« Force, subtilité, puissance, raffinement, pudeur… » : un vibrant hommage à la personnalité d’Etel Adnan et à son œuvre, par Sébastien Delot, commissaire de l’exposition consacrée par l’IMA à la grande artiste libanaise.
Etel Adnan a connu différentes histoires qui résonnent avec force aujourd’hui. Elle plaît à rappeler que son père était officier du temps de l’Empire ottoman, qu’il fut le camarade d’Atatürk. Dans Ismyrne, le très beau film de Joana Hadjithomas et Khalil Joreige où elle partage avec la réalisatrice le poids de leur histoire commune – la famille de Joana est comme la mère d’Etel originaire de Smyrne (Izmir) –, Etel Adnan évoque le temps où à Smyrne cohabitaient différentes communautés, sa mère chrétienne, son père musulman puis, après l’effondrement de l’Empire ottoman, son père considéré comme « traître » par les chrétiens, sa mère comme « traîtresse » par les musulmans, leur décision de s’installer à Beyrouth…
Etel naviguera entre ces deux cultures sans jamais appartenir totalement ni à l’une ni à l’autre. Elle est élevée en français – qui n’est la langue maternelle d’aucun de ses deux parents –, parle arabe et grec mais « pas suffisamment bien », fait des études à la Sorbonne au tournant des années 50 puis part aux Etats-Unis. A travers cette liberté, qu’elle a conquise, transparaît sa forte personnalité. Et dans son œuvre, toute la complexité des relations internationale et de l’histoire politique et par-delà, le poids des histoires que chacun porte du fait de sa famille, de ses origines.
Une œuvre qui n’a pas pris une ride. Son travail, au contraire, est d’une acuité d’autant plus forte et visible que certains combats d’hier ont certes été gagnés, mais que la lutte pour davantage de tolérance est plus que jamais d’actualité…

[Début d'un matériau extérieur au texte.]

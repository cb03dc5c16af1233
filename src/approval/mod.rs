//! Approval Coordinator
//!
//! The request/response rendezvous at the heart of the bridge: an approval
//! starts on HTTP, blocks on a one-shot latch, and is completed out-of-band
//! by a Telegram event (button, reply, bulk command) or by its own deadline.

use crate::state::{BridgeState, Decision, Resolution};
use crate::telegram::format::{self, PromptInput};
use crate::telegram::TelegramBridge;
use std::sync::Arc;
use std::time::Duration;
use teloxide::types::{InlineKeyboardButton, InlineKeyboardMarkup};
use uuid::Uuid;

/// Default `/approve` deadline when neither hook nor config say otherwise.
pub const DEFAULT_TIMEOUT_SECS: u64 = 300;

/// What a hook asks the operator to approve.
#[derive(Debug, Clone)]
pub struct ApprovalParams {
    pub agent_id: String,
    pub agent_name: String,
    pub tool_name: String,
    pub tool_input: String,
    pub description: String,
    pub timeout_secs: u64,
}

/// What the hook gets back.
#[derive(Debug, Clone)]
pub struct ApprovalOutcome {
    pub decision: Decision,
    pub reason: String,
    pub request_id: String,
}

/// Two-row inline keyboard attached to every approval prompt.
fn approval_keyboard(request_id: &str) -> InlineKeyboardMarkup {
    InlineKeyboardMarkup::new(vec![
        vec![
            InlineKeyboardButton::callback("✅ Approuver", format!("approve:{request_id}")),
            InlineKeyboardButton::callback("❌ Refuser", format!("deny:{request_id}")),
        ],
        vec![InlineKeyboardButton::callback(
            "✅ Approuver tout (session)",
            format!("approve_all:{request_id}"),
        )],
    ])
}

fn new_request_id() -> String {
    Uuid::new_v4().simple().to_string()[..8].to_string()
}

/// Send the approval to the operator and block until it is resolved or the
/// deadline passes.
///
/// When the bridge is paused this returns `passthrough` immediately without
/// touching Telegram. A failed prompt send is logged but does not abort the
/// wait: the operator simply never sees it and the request denies by timeout.
pub async fn request_approval(
    state: &Arc<BridgeState>,
    telegram: &TelegramBridge,
    params: ApprovalParams,
) -> ApprovalOutcome {
    if state.is_paused().await {
        return ApprovalOutcome {
            decision: Decision::Passthrough,
            reason: "bridge_paused".to_string(),
            request_id: String::new(),
        };
    }

    let request_id = new_request_id();
    tracing::info!(
        "Approval {}: {} wants {} (timeout {}s)",
        request_id,
        params.agent_name,
        params.tool_name,
        params.timeout_secs,
    );

    // Peek (without draining) so the prompt can show what is waiting; the
    // queue itself is only consumed once the approval resolves.
    let pending_messages = state.peek_messages(&params.agent_id).await;

    let latch = state
        .create_approval(&request_id, &params.agent_id, &params.agent_name, &params.tool_name)
        .await;

    let (markdown, plain) = format::approval_prompt(&PromptInput {
        request_id: &request_id,
        agent_name: &params.agent_name,
        tool_name: &params.tool_name,
        tool_input: &params.tool_input,
        description: &params.description,
        pending_messages: &pending_messages,
    });

    let prompt_msg_id = match telegram
        .send_two_tier(&markdown, &plain, Some(approval_keyboard(&request_id)))
        .await
    {
        Ok(sent) => {
            state.map_message_to_request(sent.id.0, &request_id).await;
            Some(sent.id.0)
        }
        Err(e) => {
            tracing::warn!(
                "Approval {}: prompt could not be sent ({}); will deny on timeout",
                request_id,
                e
            );
            None
        }
    };

    let outcome = match tokio::time::timeout(Duration::from_secs(params.timeout_secs), latch).await
    {
        Ok(Ok(resolution)) => {
            let mut reason = resolution.reason;
            let mut instructions = state.drain_messages(&params.agent_id).await;
            if let Some(user_message) = resolution.user_message {
                instructions.push(user_message);
            }
            if !instructions.is_empty() {
                reason = format!("{}\n\nUser instructions:\n{}", reason, instructions.join("\n"));
            }
            ApprovalOutcome {
                decision: resolution.decision,
                reason,
                request_id: request_id.clone(),
            }
        }
        // A dropped latch means the record vanished without a resolution
        // (shutdown teardown); callers observe the same deny as a timeout.
        Ok(Err(_)) | Err(_) => {
            state.remove_approval(&request_id).await;
            let _ = telegram
                .post_plain(&format!(
                    "⏰ Approbation {} expirée (timeout {}s). Refus par défaut.",
                    request_id, params.timeout_secs,
                ))
                .await;
            ApprovalOutcome {
                decision: Decision::Deny,
                reason: "timeout".to_string(),
                request_id: request_id.clone(),
            }
        }
    };

    if let Some(msg_id) = prompt_msg_id {
        state.unmap_message(msg_id).await;
    }

    tracing::info!("Approval {}: {}", request_id, outcome.decision.as_str());
    outcome
}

La force et la singularité de son œuvre, je les ai tout d’abord perçues à travers ses écrits, qui ont été mes premiers points d’accroche ; particulièrement Sitt Marie-Rose, qui figure aujourd’hui en bonne place au programme des Arab studies des universités américaines comme un livre « à avoir lu ».
Etel Adnan est une poétesse, une écrivaine, une passionnée de littérature, une femme d’une immense culture. Une femme aussi qui synthétise différentes époques et dont l’œuvre est porteuse – avec toute la modestie qui la caractérise –, de points de repère, de réflexion, d’une manière de contempler le monde. Ce n’est pas une œuvre démonstrative ; elle tout en pudeur, en raffinement. C’est une œuvre vibrante, forte et belle, qui vous habite. A l’image de son écriture : pas de formules alambiquées, mais des phrases percutantes, comme autant de vérités universelles qu’elle partage avec ses lecteurs. Avec des mots simples mais puissants, elle est capable de partager des émotions universelles, susceptibles de raisonner différemment en chacun de nous selon notre propre histoire.
Toute l’œuvre d’Etel Adnan est vibrante, et notamment ses leporellos, ces grands livres accordéons sur lesquels elle s’est mise à dessiner ou écrire des poèmes et où image et texte se rencontrent souvent ; des œuvres très évocatrices de cette dimension constitutive de la culture arabe qu’est l’importance du texte, du livre, de la poésie.
C’est aussi dans la part littéraire de son œuvre que transparaît le plus la question du dialogue des cultures, particulièrement dans les poèmes qu’elle a mis en images avec le format des leporellos, développant pour ce faire tout un vocabulaire à la frontière de la calligraphie et de l’abstraction. Etel Adnan est une femme universelle.